Le débat sur le dossier nucléaire, qui révèle que le Guide Ali Khamenei n’est probablement pas le seul décideur sur cette question, n’est pas la seule surprise de la campagne. Les candidats proches des réformateurs, dont personne ou presque ne croyait à leur chance, mènent une campagne offensive sur les mots d’ordre chers aux réformateurs. Hassan Rouhani a même abondé sur le rôle négatif des gardiens de la révolution (pasdarans) et les miliciens armés dans la vie politique. Le deuxième candidat réformateur, M. Aref, vient de retirer sa candidature, à la demande de l’ex-président Mohamad Khatami, toujours populaire et champion des réformateurs. La victoire de M. Rouhani n’est plus une hypothèse de l’école. La question est de savoir si le régime peut supporter un vote libre et transparent. M. Rouhani se trouve en tout cas dans une position favorable pour affronter probablement M. Velayati au second tour. La peur gagne les milieux conservateurs et les durs du régime et l’invalidation de la candidature de M. Rouhani par le Conseil des gardiens de la Constitution a même été évoquée par les différents milieux politiques à Téhéran.

Il reste deux inconnues : premièrement, le Guide peut-il garder sa neutralité officielle dans la campagne ? L’expérience a montré que lorsque le candidat de l’appareil est en danger, le Guide intervient par différents moyens en sa faveur ou en faveur d’un candidat qui lui semble davantage proche. Deuxièmement, dans l’hypothèse désormais sérieuse de la victoire de M. Rouhani, le régime peut-il une nouvelle fois, comme en 2009, recourir aux fraudes et réprimer le mouvement de protestation qui s’en suivrait ?
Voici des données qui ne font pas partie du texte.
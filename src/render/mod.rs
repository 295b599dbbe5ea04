//! HTML page renderers.
//!
//! Every renderer is a plain function from the frozen [`SiteData`] snapshot
//! (plus whatever entity it is rendering) to [`Markup`]. None of them touch
//! the filesystem; [`crate::generate`] decides where the output goes.
//!
//! All pages share [`layout`], which owns the `<head>` (title, description,
//! canonical URL, Open Graph and Twitter tags, optional JSON-LD), the site
//! header and the footer. Optional sections are left out entirely when their
//! content is empty, never rendered as an empty shell.
//!
//! ## Page Map
//!
//! ```text
//! /                        home          today's reading, step of the month
//! /{month}-{day}/          reading       one per day, 366 total
//! /themes/                 themes_index
//! /themes/{slug}/          theme         featured + additional readings
//! /steps/                  steps_index
//! /steps/step-{n}/         step          first 5 readings of its month
//! /months/{month}/         month         four week windows
//! /literature/             literature_index
//! /literature/{slug}/      book
//! /{about|privacy|contact}/ static_page
//! /admin/                  admin_shell   noindex
//! /404.html                not_found     noindex
//! ```
//!
//! Internal links go through [`SiteContext::link`] so a `--base-path` prefix
//! applies everywhere.

mod home;
mod literature;
mod months;
mod pages;
mod reading;
mod steps;
mod themes;

pub use home::home;
pub use literature::{book, book_path, literature_index};
pub use months::{month, month_path};
pub use pages::{admin_shell, not_found, static_page};
pub use reading::{og_image_path, reading};
pub use steps::{step, step_path, steps_index};
pub use themes::{theme, theme_path, themes_index};

use crate::calendar;
use crate::config::{self, SiteConfig};
use crate::dataset::SiteData;
use crate::text;
use crate::types::Reading;
use maud::{DOCTYPE, Markup, PreEscaped, html};
use pulldown_cmark::{Parser, html as md_html};
use thiserror::Error;

#[derive(Error, Debug)]
pub enum RenderError {
    #[error("JSON error: {0}")]
    Json(#[from] serde_json::Error),
}

/// Everything a renderer needs besides the data: config, link prefix and
/// the build version stamped into the generator tag.
pub struct SiteContext<'a> {
    pub config: &'a SiteConfig,
    pub version: &'a str,
    color_css: String,
}

impl<'a> SiteContext<'a> {
    pub fn new(config: &'a SiteConfig, version: &'a str) -> Self {
        Self {
            config,
            version,
            color_css: config::generate_color_css(&config.colors),
        }
    }

    pub fn base_path(&self) -> &str {
        &self.config.build.base_path
    }

    /// Site-relative path with the base path prepended: `/themes/` → `/preview/themes/`.
    pub fn link(&self, path: &str) -> String {
        let path = path.trim_start_matches('/');
        format!("{}/{}", self.base_path(), path)
    }

    /// Absolute URL on the canonical origin.
    pub fn absolute(&self, path: &str) -> String {
        format!("{}{}", self.config.site.url, self.link(path))
    }

    pub fn site_name(&self) -> &str {
        &self.config.site.name
    }
}

/// Head metadata for one page.
#[derive(Debug, Clone)]
pub struct PageMeta {
    pub title: String,
    /// Already stripped and truncated for `<meta>`.
    pub description: String,
    /// Site-relative path of the page, e.g. `/january-1/`.
    pub path: String,
    /// Site-relative social image path.
    pub og_image: Option<String>,
    pub og_type: &'static str,
    pub json_ld: Option<serde_json::Value>,
    pub noindex: bool,
    pub body_class: &'static str,
}

impl PageMeta {
    pub fn new(title: &str, description: &str, path: &str) -> Self {
        Self {
            title: title.to_string(),
            description: text::meta_description(description),
            path: path.to_string(),
            og_image: None,
            og_type: "website",
            json_ld: None,
            noindex: false,
            body_class: "page",
        }
    }

    pub fn with_image(mut self, path: String) -> Self {
        self.og_image = Some(path);
        self
    }

    pub fn with_json_ld(mut self, value: serde_json::Value) -> Self {
        self.json_ld = Some(value);
        self
    }

    pub fn article(mut self) -> Self {
        self.og_type = "article";
        self
    }

    pub fn noindex(mut self) -> Self {
        self.noindex = true;
        self
    }

    pub fn class(mut self, body_class: &'static str) -> Self {
        self.body_class = body_class;
        self
    }
}

const NAV: &[(&str, &str)] = &[
    ("Today", "/"),
    ("Themes", "/themes/"),
    ("Steps", "/steps/"),
    ("Literature", "/literature/"),
    ("About", "/about/"),
];

fn is_current(item_path: &str, page_path: &str) -> bool {
    if item_path == "/" {
        page_path == "/"
    } else {
        page_path.starts_with(item_path)
    }
}

/// Wrap a page body in the shared document shell.
pub fn layout(ctx: &SiteContext, meta: &PageMeta, body: Markup) -> Markup {
    let site = &ctx.config.site;
    let full_title = if meta.title == site.name {
        meta.title.clone()
    } else {
        format!("{} | {}", meta.title, site.name)
    };
    let canonical = ctx.absolute(&meta.path);
    let og_image = meta.og_image.as_deref().map(|p| ctx.absolute(p));
    // `</script>` inside a JSON string would end the block early.
    let json_ld = meta
        .json_ld
        .as_ref()
        .map(|v| v.to_string().replace("</", "<\\/"));

    html! {
        (DOCTYPE)
        html lang="en" {
            head {
                meta charset="UTF-8";
                meta name="viewport" content="width=device-width, initial-scale=1.0";
                title { (full_title) }
                meta name="description" content=(meta.description);
                link rel="canonical" href=(canonical);
                @if meta.noindex {
                    meta name="robots" content="noindex";
                }
                meta property="og:site_name" content=(site.name);
                meta property="og:title" content=(meta.title);
                meta property="og:description" content=(meta.description);
                meta property="og:url" content=(canonical);
                meta property="og:type" content=(meta.og_type);
                @if let Some(image) = &og_image {
                    meta property="og:image" content=(image);
                    meta property="og:image:width" content="1200";
                    meta property="og:image:height" content="630";
                    meta name="twitter:card" content="summary_large_image";
                    meta name="twitter:image" content=(image);
                } @else {
                    meta name="twitter:card" content="summary";
                }
                meta name="twitter:title" content=(meta.title);
                meta name="twitter:description" content=(meta.description);
                meta name="generator" content={ "daybook " (ctx.version) };
                meta name="theme-color" content=(ctx.config.colors.light.background);
                link rel="icon" href=(ctx.link("/favicon.ico"));
                style { (PreEscaped(&ctx.color_css)) }
                link rel="stylesheet" href=(ctx.link("/css/style.css"));
                @if let Some(json) = json_ld {
                    script type="application/ld+json" { (PreEscaped(json)) }
                }
                script src=(ctx.link("/js/site.js")) defer {}
            }
            body class=(meta.body_class) data-base-path=(ctx.base_path()) {
                (site_header(ctx, &meta.path))
                main #content { (body) }
                (site_footer(ctx))
            }
        }
    }
}

fn site_header(ctx: &SiteContext, current: &str) -> Markup {
    html! {
        header.site-header {
            a.site-mark href=(ctx.link("/")) {
                span.site-name { (ctx.site_name()) }
                span.site-tagline { (ctx.config.site.tagline) }
            }
            nav.site-nav aria-label="Main" {
                ul {
                    @for (label, path) in NAV {
                        li class=[is_current(path, current).then_some("current")] {
                            a href=(ctx.link(path)) { (label) }
                        }
                    }
                }
            }
        }
    }
}

fn site_footer(ctx: &SiteContext) -> Markup {
    html! {
        footer.site-footer {
            nav.month-nav aria-label="Months" {
                @for month in 0..12 {
                    a href=(ctx.link(&format!("/months/{}/", calendar::month_slug(month)))) {
                        (calendar::month_name(month))
                    }
                }
            }
            nav.footer-links {
                a href=(ctx.link("/about/")) { "About" }
                a href=(ctx.link("/privacy/")) { "Privacy" }
                a href=(ctx.link("/contact/")) { "Contact" }
            }
            p.footer-note { (ctx.site_name()) " · " (ctx.config.site.tagline) }
        }
    }
}

/// Render trusted markdown shipped with the binary.
pub fn markdown(source: &str) -> Markup {
    let parser = Parser::new(source);
    let mut out = String::new();
    md_html::push_html(&mut out, parser);
    PreEscaped(out)
}

/// Site-relative path of a reading page.
pub fn reading_path(reading: &Reading) -> String {
    format!("/{}/", reading.slug())
}

/// Compact list of readings linking to their pages.
pub fn reading_list(ctx: &SiteContext, readings: &[&Reading]) -> Markup {
    html! {
        ul.reading-list {
            @for reading in readings {
                li {
                    a href=(ctx.link(&reading_path(reading))) {
                        span.reading-date { (reading.date_label()) }
                        " "
                        span.reading-title { (reading.display_title()) }
                    }
                }
            }
        }
    }
}

/// Bulleted list section, omitted when `items` is empty.
pub fn list_section(heading: &str, class: &str, items: &[String]) -> Markup {
    html! {
        @if !items.is_empty() {
            section class=(class) {
                h2 { (heading) }
                ul {
                    @for item in items {
                        li { (PreEscaped(text::inline_markdown(item))) }
                    }
                }
            }
        }
    }
}

/// Pull quote, omitted when empty.
pub fn pull_quote(quote: &str) -> Markup {
    html! {
        @if !quote.trim().is_empty() {
            aside.pull-quote { p { (quote) } }
        }
    }
}

/// Previous/next links around a reading.
pub fn reading_pager(ctx: &SiteContext, data: &SiteData, index: usize) -> Markup {
    if data.readings.len() < 2 {
        return html! {};
    }
    let (prev, next) = data.reading_neighbors(index);
    html! {
        nav.reading-pager aria-label="Adjacent readings" {
            a.prev rel="prev" href=(ctx.link(&reading_path(prev))) {
                span.label { "Previous" }
                span.date { (prev.date_label()) }
            }
            a.next rel="next" href=(ctx.link(&reading_path(next))) {
                span.label { "Next" }
                span.date { (next.date_label()) }
            }
        }
    }
}

#[cfg(test)]
pub(crate) mod tests {
    use super::*;
    use crate::config::SiteConfig;

    pub fn config_with_base(base: &str) -> SiteConfig {
        let mut config = SiteConfig::default();
        config.build.base_path = base.to_string();
        config
    }

    #[test]
    fn link_respects_base_path() {
        let config = config_with_base("/preview");
        let ctx = SiteContext::new(&config, "test");
        assert_eq!(ctx.link("/themes/"), "/preview/themes/");
        assert_eq!(ctx.link("css/style.css"), "/preview/css/style.css");
        assert_eq!(ctx.link("/"), "/preview/");
    }

    #[test]
    fn link_without_base_path() {
        let config = config_with_base("");
        let ctx = SiteContext::new(&config, "test");
        assert_eq!(ctx.link("/"), "/");
        assert_eq!(
            ctx.absolute("/january-1/"),
            "https://daybook.example.org/january-1/"
        );
    }

    #[test]
    fn layout_head_metadata() {
        let config = config_with_base("");
        let ctx = SiteContext::new(&config, "1.2.3");
        let meta = PageMeta::new("Gratitude", "About gratitude.", "/themes/gratitude/")
            .with_image("/january-1/og.png".into());
        let html = layout(&ctx, &meta, html! { p { "body" } }).into_string();
        assert!(html.contains("<title>Gratitude | Daybook</title>"));
        assert!(html.contains(
            r#"<link rel="canonical" href="https://daybook.example.org/themes/gratitude/">"#
        ));
        assert!(html.contains(r#"content="https://daybook.example.org/january-1/og.png""#));
        assert!(html.contains("summary_large_image"));
        assert!(html.contains(r#"<meta name="generator" content="daybook 1.2.3">"#));
        assert!(html.contains("--color-bg"));
        assert!(!html.contains("noindex"));
        assert!(!html.contains("application/ld+json"));
    }

    #[test]
    fn layout_json_ld_cannot_close_script() {
        let config = config_with_base("");
        let ctx = SiteContext::new(&config, "x");
        let meta = PageMeta::new("T", "D", "/")
            .with_json_ld(serde_json::json!({"name": "</script><b>"}));
        let html = layout(&ctx, &meta, html! {}).into_string();
        assert!(html.contains("application/ld+json"));
        assert!(html.contains(r"<\/script>"));
    }

    #[test]
    fn meta_description_is_truncated() {
        let long = "word ".repeat(100);
        let meta = PageMeta::new("T", &long, "/");
        assert!(meta.description.chars().count() <= text::META_DESCRIPTION_MAX);
    }

    #[test]
    fn nav_marks_current_section() {
        let config = config_with_base("");
        let ctx = SiteContext::new(&config, "x");
        let html = site_header(&ctx, "/themes/hope/").into_string();
        assert!(html.contains(r#"<li class="current"><a href="/themes/">Themes</a>"#));
        assert!(!html.contains(r#"<li class="current"><a href="/">"#));
    }

    #[test]
    fn empty_sections_render_nothing() {
        assert_eq!(list_section("Tools", "tools", &[]).into_string(), "");
        assert_eq!(pull_quote("  ").into_string(), "");
    }
}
S’il est certain que le Guide fera tout pour que son candidat favori soit élu, il n’est pas certain que le régime puisse supporter une nouvelle répression comparable à celle de 2009, tant la situation a changé en quatre ans et que l’Iran est désormais confronté à de graves crises économique, politique et sociale, conséquences à la fois des sanctions internationales et de la mauvaise gouvernance du populiste Ahmadinejad.